TASK BRIEF: Reproduce exactly the opening lines of the listing, stopping after the line that contains "failed to apply." and including it.

INPUT DATA:
===

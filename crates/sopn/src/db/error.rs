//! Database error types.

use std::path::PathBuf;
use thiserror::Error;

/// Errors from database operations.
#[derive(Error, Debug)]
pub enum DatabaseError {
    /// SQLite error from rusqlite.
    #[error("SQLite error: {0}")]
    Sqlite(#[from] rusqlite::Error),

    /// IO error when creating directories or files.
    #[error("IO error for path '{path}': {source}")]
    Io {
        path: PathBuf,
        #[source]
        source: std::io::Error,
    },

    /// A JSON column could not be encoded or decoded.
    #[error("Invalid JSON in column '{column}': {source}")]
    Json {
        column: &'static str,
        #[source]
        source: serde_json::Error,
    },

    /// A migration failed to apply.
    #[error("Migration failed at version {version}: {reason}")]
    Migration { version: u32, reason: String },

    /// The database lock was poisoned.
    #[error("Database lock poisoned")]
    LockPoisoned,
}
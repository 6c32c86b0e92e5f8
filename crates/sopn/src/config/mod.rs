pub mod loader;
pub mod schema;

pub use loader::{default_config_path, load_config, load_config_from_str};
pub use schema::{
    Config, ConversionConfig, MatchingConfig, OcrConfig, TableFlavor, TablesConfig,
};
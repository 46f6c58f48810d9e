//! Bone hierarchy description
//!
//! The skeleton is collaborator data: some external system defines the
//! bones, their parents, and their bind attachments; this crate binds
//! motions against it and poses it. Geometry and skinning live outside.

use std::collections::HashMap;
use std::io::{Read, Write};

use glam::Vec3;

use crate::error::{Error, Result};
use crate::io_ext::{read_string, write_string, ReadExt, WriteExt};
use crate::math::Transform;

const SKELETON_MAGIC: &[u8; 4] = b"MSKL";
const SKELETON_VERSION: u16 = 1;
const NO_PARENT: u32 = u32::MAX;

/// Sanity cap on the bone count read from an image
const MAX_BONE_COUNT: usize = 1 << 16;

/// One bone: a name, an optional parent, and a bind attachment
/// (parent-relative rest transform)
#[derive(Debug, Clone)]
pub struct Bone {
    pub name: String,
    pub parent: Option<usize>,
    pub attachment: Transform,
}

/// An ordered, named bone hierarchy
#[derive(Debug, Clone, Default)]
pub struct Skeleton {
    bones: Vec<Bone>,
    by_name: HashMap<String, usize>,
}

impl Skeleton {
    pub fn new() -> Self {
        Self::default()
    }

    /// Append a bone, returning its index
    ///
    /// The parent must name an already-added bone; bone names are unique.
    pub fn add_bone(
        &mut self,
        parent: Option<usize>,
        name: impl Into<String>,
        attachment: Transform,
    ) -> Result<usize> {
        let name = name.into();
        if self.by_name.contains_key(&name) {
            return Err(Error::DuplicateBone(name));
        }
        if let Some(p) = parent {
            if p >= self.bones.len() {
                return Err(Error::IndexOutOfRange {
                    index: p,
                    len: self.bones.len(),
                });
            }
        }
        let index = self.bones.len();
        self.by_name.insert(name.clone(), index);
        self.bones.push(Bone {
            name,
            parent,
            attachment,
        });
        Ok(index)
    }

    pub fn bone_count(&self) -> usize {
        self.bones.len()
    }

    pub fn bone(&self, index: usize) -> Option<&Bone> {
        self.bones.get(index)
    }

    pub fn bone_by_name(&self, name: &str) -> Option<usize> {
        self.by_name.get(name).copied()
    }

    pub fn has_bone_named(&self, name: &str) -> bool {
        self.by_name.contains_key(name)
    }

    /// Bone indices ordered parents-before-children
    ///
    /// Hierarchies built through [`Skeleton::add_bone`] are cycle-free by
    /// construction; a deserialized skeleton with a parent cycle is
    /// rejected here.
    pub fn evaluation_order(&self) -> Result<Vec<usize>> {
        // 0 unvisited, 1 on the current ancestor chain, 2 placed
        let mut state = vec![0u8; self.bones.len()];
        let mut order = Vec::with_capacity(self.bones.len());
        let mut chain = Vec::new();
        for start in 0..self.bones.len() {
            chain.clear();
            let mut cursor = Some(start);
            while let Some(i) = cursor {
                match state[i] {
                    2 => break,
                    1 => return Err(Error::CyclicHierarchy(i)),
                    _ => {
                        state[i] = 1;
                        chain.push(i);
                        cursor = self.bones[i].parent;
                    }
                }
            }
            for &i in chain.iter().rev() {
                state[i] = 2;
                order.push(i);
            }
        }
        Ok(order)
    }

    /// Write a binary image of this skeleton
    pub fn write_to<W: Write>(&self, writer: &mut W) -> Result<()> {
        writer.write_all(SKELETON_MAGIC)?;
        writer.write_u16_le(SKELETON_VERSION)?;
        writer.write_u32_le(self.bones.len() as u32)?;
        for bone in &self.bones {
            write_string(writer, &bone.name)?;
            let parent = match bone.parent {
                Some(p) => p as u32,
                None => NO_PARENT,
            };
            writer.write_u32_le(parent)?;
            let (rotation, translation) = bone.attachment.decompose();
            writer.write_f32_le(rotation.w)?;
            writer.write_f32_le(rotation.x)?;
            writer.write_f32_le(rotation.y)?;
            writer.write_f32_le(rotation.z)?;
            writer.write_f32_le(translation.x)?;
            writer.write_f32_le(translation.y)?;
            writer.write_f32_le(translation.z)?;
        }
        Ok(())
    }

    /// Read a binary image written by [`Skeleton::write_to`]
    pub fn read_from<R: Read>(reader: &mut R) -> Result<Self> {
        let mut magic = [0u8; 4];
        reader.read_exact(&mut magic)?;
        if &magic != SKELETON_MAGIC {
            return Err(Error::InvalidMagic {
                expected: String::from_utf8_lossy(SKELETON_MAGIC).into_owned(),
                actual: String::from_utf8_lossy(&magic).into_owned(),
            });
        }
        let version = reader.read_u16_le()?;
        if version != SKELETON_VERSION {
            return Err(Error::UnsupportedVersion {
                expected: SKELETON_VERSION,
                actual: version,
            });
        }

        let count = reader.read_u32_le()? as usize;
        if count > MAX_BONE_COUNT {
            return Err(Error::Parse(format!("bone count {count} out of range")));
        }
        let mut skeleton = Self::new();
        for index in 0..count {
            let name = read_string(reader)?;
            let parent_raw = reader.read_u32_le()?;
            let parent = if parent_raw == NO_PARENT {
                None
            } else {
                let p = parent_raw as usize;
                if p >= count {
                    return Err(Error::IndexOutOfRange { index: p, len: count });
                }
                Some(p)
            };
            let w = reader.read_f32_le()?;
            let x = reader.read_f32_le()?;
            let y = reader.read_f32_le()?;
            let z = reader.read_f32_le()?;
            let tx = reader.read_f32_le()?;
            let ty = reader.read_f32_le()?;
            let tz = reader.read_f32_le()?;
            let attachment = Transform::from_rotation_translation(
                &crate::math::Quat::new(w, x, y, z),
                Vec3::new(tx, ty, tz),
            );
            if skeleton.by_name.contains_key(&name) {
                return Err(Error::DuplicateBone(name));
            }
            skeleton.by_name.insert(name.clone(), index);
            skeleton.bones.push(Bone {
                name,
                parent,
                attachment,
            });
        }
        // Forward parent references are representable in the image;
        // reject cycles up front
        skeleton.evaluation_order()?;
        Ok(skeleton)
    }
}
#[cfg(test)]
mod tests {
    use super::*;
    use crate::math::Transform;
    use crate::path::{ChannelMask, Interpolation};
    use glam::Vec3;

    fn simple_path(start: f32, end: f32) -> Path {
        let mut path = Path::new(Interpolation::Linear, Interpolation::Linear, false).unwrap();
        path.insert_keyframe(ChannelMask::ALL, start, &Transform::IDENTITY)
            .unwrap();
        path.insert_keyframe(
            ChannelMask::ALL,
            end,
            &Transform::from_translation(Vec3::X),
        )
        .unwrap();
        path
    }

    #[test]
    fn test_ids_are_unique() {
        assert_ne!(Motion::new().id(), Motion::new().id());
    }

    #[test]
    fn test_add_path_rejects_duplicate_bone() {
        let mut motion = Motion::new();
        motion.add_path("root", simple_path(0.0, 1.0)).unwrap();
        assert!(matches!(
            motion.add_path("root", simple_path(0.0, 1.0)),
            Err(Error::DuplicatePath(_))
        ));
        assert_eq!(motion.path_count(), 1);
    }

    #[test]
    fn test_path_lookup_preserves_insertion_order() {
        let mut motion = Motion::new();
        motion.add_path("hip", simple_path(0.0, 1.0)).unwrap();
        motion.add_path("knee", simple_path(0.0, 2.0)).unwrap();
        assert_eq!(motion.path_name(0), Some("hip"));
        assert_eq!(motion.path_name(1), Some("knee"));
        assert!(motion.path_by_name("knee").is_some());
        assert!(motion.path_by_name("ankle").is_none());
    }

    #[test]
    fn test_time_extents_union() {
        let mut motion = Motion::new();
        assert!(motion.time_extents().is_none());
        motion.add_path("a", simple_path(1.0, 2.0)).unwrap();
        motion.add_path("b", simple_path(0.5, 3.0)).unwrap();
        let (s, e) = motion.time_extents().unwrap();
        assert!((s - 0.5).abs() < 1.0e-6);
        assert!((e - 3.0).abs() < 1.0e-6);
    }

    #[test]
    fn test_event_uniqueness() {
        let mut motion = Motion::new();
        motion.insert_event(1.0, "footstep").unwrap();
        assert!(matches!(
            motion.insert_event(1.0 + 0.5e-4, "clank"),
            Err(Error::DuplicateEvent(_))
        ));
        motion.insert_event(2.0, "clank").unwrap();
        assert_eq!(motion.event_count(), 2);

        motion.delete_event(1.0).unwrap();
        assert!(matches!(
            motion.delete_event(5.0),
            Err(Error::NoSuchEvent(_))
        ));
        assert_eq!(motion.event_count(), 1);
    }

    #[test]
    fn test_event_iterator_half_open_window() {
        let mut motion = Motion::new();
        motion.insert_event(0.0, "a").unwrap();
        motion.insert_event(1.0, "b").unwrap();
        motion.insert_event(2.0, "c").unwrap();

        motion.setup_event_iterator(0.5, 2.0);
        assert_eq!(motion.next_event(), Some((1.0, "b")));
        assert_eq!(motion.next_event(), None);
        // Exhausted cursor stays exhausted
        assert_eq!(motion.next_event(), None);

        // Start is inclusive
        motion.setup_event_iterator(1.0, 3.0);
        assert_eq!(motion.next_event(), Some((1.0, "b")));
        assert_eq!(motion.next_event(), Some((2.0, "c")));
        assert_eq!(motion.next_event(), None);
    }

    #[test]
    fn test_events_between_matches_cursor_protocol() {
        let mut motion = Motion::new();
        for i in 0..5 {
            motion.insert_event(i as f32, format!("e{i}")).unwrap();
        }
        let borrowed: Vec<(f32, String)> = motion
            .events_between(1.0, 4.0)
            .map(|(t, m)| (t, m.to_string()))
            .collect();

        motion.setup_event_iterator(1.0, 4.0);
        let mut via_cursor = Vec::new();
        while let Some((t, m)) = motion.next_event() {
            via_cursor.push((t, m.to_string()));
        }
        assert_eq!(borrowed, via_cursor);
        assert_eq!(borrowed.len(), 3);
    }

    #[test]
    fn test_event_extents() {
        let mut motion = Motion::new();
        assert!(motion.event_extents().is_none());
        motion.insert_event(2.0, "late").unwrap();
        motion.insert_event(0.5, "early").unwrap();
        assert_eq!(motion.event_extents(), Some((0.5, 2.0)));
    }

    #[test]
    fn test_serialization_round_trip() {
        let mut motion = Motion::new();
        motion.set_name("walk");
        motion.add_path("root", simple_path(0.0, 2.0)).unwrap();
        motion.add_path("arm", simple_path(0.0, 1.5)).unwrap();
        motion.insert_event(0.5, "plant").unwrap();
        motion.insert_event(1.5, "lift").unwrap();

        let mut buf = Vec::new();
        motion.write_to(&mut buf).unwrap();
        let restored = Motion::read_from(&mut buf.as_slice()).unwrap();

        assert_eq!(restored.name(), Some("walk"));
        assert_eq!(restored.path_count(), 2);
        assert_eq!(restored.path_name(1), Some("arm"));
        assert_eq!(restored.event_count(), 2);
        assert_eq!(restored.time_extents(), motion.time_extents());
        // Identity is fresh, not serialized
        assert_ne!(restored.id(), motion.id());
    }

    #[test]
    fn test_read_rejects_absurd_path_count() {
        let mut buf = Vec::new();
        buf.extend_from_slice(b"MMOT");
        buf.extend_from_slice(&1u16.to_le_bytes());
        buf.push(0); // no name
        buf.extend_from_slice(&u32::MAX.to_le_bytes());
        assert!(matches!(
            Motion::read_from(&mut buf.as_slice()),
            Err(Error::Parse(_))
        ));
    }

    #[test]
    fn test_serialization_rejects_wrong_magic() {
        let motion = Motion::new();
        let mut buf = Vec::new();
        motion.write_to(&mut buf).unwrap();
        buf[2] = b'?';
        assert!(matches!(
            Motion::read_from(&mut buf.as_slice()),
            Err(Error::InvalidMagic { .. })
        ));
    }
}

===

RESULT:
filename crates/sopn/src/db/error.rs
//! Database error types.

use std::path::PathBuf;
use thiserror::Error;

/// Errors from database operations.
#[derive(Error, Debug)]
pub enum DatabaseError {
    /// SQLite error from rusqlite.
    #[error("SQLite error: {0}")]
    Sqlite(#[from] rusqlite::Error),

    /// IO error when creating directories or files.
    #[error("IO error for path '{path}': {source}")]
    Io {
        path: PathBuf,
        #[source]
        source: std::io::Error,
    },

    /// A JSON column could not be encoded or decoded.
    #[error("Invalid JSON in column '{column}': {source}")]
    Json {
        column: &'static str,
        #[source]
        source: serde_json::Error,
    },

    /// A migration failed to apply.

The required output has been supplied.